◆ Problem requirements:
Below are the records; print them all without any alteration.

◆ Given data:
>>>>>

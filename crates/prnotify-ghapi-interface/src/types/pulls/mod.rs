mod merge_commit;
mod mergeable_state;
mod pull_request_action;
mod pull_request_event;
mod pull_request_record;
mod pull_request_state;
mod pull_request_summary;

pub use merge_commit::GhMergeCommit;
pub use mergeable_state::GhMergeableState;
pub use pull_request_action::GhPullRequestAction;
pub use pull_request_event::{GhPullRequestEvent, GhPullRequestShort};
pub use pull_request_record::GhPullRequestRecord;
pub use pull_request_state::GhPullRequestState;
pub use pull_request_summary::GhPullRequestSummary;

<<<<<

◆ Written response:
filename crates/prnotify-ghapi-interface/src/types/pulls/mod.rs
mod merge_commit;
mod mergeable_state;
mod pull_request_action;
mod pull_request_event;
mod pull_request_record;
mod pull_request_state;
mod pull_request_summary;

pub use merge_commit::GhMergeCommit;
pub use mergeable_state::GhMergeableState;
pub use pull_request_action::GhPullRequestAction;
pub use pull_request_event::{GhPullRequestEvent, GhPullRequestShort};
pub use pull_request_record::GhPullRequestRecord;
pub use pull_request_state::GhPullRequestState;
pub use pull_request_summary::GhPullRequestSummary;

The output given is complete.